05/09/2015 Comments Off on Another FGM case in Britain that found no harm
Another FGM case, which did not involve the criminal law but family law, and that took place in November 2014 in Leeds, two months before the first criminal trial in London, involved an attempt to take two small children into care: a girl G aged ±3 and a boy B aged ±4, whose parents were of African origin. The children had temporarily been placed with foster parents as the mother was having mental health problems. The judge’s write-up of the case, on which this blog is based, said:
“The suspicion that G had been subjected to FGM first arose in November 2012 in country S after blood had been found in her nappy when she was at nursery. She was examined by two doctors who found (I quote the translation) ‘no sign [she] had any damage to female organs’. A further medical report states ‘outer and inner labia normal and the clitoris is normal. No sign of any circumcision’. The question was raised again in November 2013 when the foster carer reported G’s ‘irregular genitalia’.”27
Three people, invited to examine the girl and give evidence because all were considered to be experts and presented themselves as such, gave testimony in court. According to the judge’s report, Expert 1 was an expert in child sexual abuse and described herself as an expert in the assessment of female genitalia ‒ but not for FGM. She had examined approximately five girls with FGM over the previous three years, but only one was a baby. Expert 2 was a midwife with extensive experience of pregnant women with FGM; she described herself as an FGM, reproductive and public health specialist. She had knowledge of and expertise in many aspects of FGM and its medical and other consequences, which she has published and spoken on extensively, both in Britain and abroad. When she gave oral evidence, however, it became clear she had almost no experience of FGM in babies. Expert 3 had established a specialist clinic in 1999 for women with health consequences of FGM, and had a great deal of experience of them; moreover, her clinic was the only specialist paediatric FGM clinic in the country.
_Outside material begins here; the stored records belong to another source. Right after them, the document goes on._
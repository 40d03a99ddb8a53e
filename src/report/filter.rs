//! Record filtering by date range and multi-select field values.
//!
//! Filtering never fails: a record without a usable date passes every date
//! range, while a record without a value fails any non-empty selection.

use std::collections::{BTreeMap, BTreeSet};

use chrono::NaiveDate;
use serde::Serialize;

use crate::models::Record;

/// Closed interval `[start, end]`.
#[derive(Debug, Clone, Copy, PartialEq, Eq, Serialize)]
pub struct DateRange {
    pub start: NaiveDate,
    pub end: NaiveDate,
}

impl DateRange {
    pub fn new(start: NaiveDate, end: NaiveDate) -> Self {
        Self { start, end }
    }

    /// Range covering every representable date.
    pub fn unbounded() -> Self {
        Self {
            start: NaiveDate::MIN,
            end: NaiveDate::MAX,
        }
    }

    pub fn contains(&self, date: NaiveDate) -> bool {
        self.start <= date && date <= self.end
    }
}

impl Default for DateRange {
    fn default() -> Self {
        Self::unbounded()
    }
}

#[derive(Debug, Clone, Default, PartialEq)]
pub struct FilterCriteria {
    pub range: DateRange,
    /// Field holding the record's date. `None` disables the date check.
    pub date_field: Option<String>,
    /// Field name -> accepted values. An empty set accepts everything.
    pub selections: BTreeMap<String, BTreeSet<String>>,
}

impl FilterCriteria {
    pub fn new(range: DateRange) -> Self {
        Self {
            range,
            ..Self::default()
        }
    }

    pub fn on_date_field(mut self, field: impl Into<String>) -> Self {
        self.date_field = Some(field.into());
        self
    }

    pub fn select<I, S>(mut self, field: impl Into<String>, values: I) -> Self
    where
        I: IntoIterator<Item = S>,
        S: Into<String>,
    {
        self.selections
            .entry(field.into())
            .or_default()
            .extend(values.into_iter().map(Into::into));
        self
    }

    fn date_matches(&self, record: &Record) -> bool {
        let Some(field) = self.date_field.as_deref() else {
            return true;
        };
        match record.date(field) {
            Some(date) => self.range.contains(date),
            None => true,
        }
    }

    fn selections_match(&self, record: &Record) -> bool {
        self.selections.iter().all(|(field, accepted)| {
            if accepted.is_empty() {
                return true;
            }
            match record.text(field) {
                Some(value) => accepted.contains(value.trim()),
                None => false,
            }
        })
    }

    pub fn matches(&self, record: &Record) -> bool {
        self.date_matches(record) && self.selections_match(record)
    }
}

/// Records satisfying every criterion, in source order.
pub fn filter(records: &[Record], criteria: &FilterCriteria) -> Vec<Record> {
    records
        .iter()
        .filter(|record| criteria.matches(record))
        .cloned()
        .collect()
}

#[cfg(test)]
mod tests {
    use super::*;
    use serde_json::{json, Value};

    fn record(value: Value) -> Record {
        serde_json::from_value(value).unwrap()
    }

    fn ymd(year: i32, month: u32, day: u32) -> NaiveDate {
        NaiveDate::from_ymd_opt(year, month, day).unwrap()
    }

    fn expenses() -> Vec<Record> {
        vec![
            record(json!({"Expense_ID": 1, "Date": "2024-01-05", "Amount": 100,
                          "Category": "Топливо"})),
            record(json!({"Expense_ID": 2, "Date": "2024-02-10", "Amount": 200,
                          "Category": "Ремонт"})),
            record(json!({"Expense_ID": 3, "Date": "2024-03-01", "Amount": 300,
                          "Category": "Топливо"})),
        ]
    }

    fn ids(records: &[Record]) -> Vec<i64> {
        records.iter().filter_map(|r| r.id("Expense_ID")).collect()
    }

    #[test]
    fn date_range_is_inclusive() {
        let criteria = FilterCriteria::new(DateRange::new(ymd(2024, 1, 1), ymd(2024, 2, 28)))
            .on_date_field("Date");
        assert_eq!(ids(&filter(&expenses(), &criteria)), vec![1, 2]);

        let edges = FilterCriteria::new(DateRange::new(ymd(2024, 1, 5), ymd(2024, 3, 1)))
            .on_date_field("Date");
        assert_eq!(ids(&filter(&expenses(), &edges)), vec![1, 2, 3]);
    }

    #[test]
    fn missing_date_passes_but_null_category_fails() {
        let rows = vec![
            record(json!({"Expense_ID": 1, "Category": "Топливо"})),
            record(json!({"Expense_ID": 2, "Date": "2024-01-10", "Category": null})),
            record(json!({"Expense_ID": 3, "Date": "not a date", "Category": "Топливо"})),
        ];
        let by_date = FilterCriteria::new(DateRange::new(ymd(2030, 1, 1), ymd(2030, 12, 31)))
            .on_date_field("Date");
        assert_eq!(ids(&filter(&rows, &by_date)), vec![1, 3]);

        let by_category = FilterCriteria::default().select("Category", ["Топливо"]);
        assert_eq!(ids(&filter(&rows, &by_category)), vec![1, 3]);
    }

    #[test]
    fn empty_selection_does_not_restrict() {
        let criteria = FilterCriteria::default().select("Category", Vec::<String>::new());
        assert_eq!(ids(&filter(&expenses(), &criteria)), vec![1, 2, 3]);
    }

    #[test]
    fn empty_criteria_is_identity() {
        let rows = expenses();
        let criteria = FilterCriteria::new(DateRange::unbounded()).on_date_field("Date");
        assert_eq!(filter(&rows, &criteria), rows);
    }

    #[test]
    fn selections_combine_with_and() {
        let criteria = FilterCriteria::new(DateRange::new(ymd(2024, 1, 1), ymd(2024, 1, 31)))
            .on_date_field("Date")
            .select("Category", ["Топливо", "Ремонт"]);
        assert_eq!(ids(&filter(&expenses(), &criteria)), vec![1]);
    }

    #[test]
    fn numeric_fields_match_their_text_form() {
        let rows = vec![
            record(json!({"Expense_ID": 1, "Employee_ID": 7})),
            record(json!({"Expense_ID": 2, "Employee_ID": 8})),
        ];
        let criteria = FilterCriteria::default().select("Employee_ID", ["7"]);
        assert_eq!(ids(&filter(&rows, &criteria)), vec![1]);
    }

    #[test]
    fn filtering_is_idempotent_and_leaves_input_alone() {
        let rows = expenses();
        let snapshot = rows.clone();
        let criteria = FilterCriteria::new(DateRange::new(ymd(2024, 1, 1), ymd(2024, 2, 28)))
            .on_date_field("Date")
            .select("Category", ["Топливо", "Ремонт"]);
        let once = filter(&rows, &criteria);
        let twice = filter(&once, &criteria);
        assert_eq!(once, twice);
        assert_eq!(filter(&rows, &criteria), once);
        assert_eq!(rows, snapshot);
    }

    #[test]
    fn widening_never_drops_matches() {
        let rows = expenses();
        let narrow = FilterCriteria::new(DateRange::new(ymd(2024, 1, 1), ymd(2024, 1, 31)))
            .on_date_field("Date")
            .select("Category", ["Топливо"]);
        let wide = FilterCriteria::new(DateRange::new(ymd(2023, 12, 1), ymd(2024, 3, 31)))
            .on_date_field("Date")
            .select("Category", ["Топливо", "Ремонт"]);

        let narrow_ids = ids(&filter(&rows, &narrow));
        let wide_ids = ids(&filter(&rows, &wide));
        assert!(narrow_ids.iter().all(|id| wide_ids.contains(id)));
        assert!(wide_ids.len() > narrow_ids.len());
    }
}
Experts 1 and 2 both examined G and both said in written and oral evidence that they thought they had seen evidence of FGM. However, their descriptions of the mutilation differed from each other’s. Expert 1 later changed her evidence and admitted to having made a mistake. Expert 2’s evidence was described by the judge as: “confused, contradictory and wholly unreliable”. Expert 3 did not examine G in person but saw the reports of the other two and watched the DVD of their examination of G. She said she saw no evidence of FGM. Both parents also denied that G had been subjected to FGM. The judge dismissed the FGM charge.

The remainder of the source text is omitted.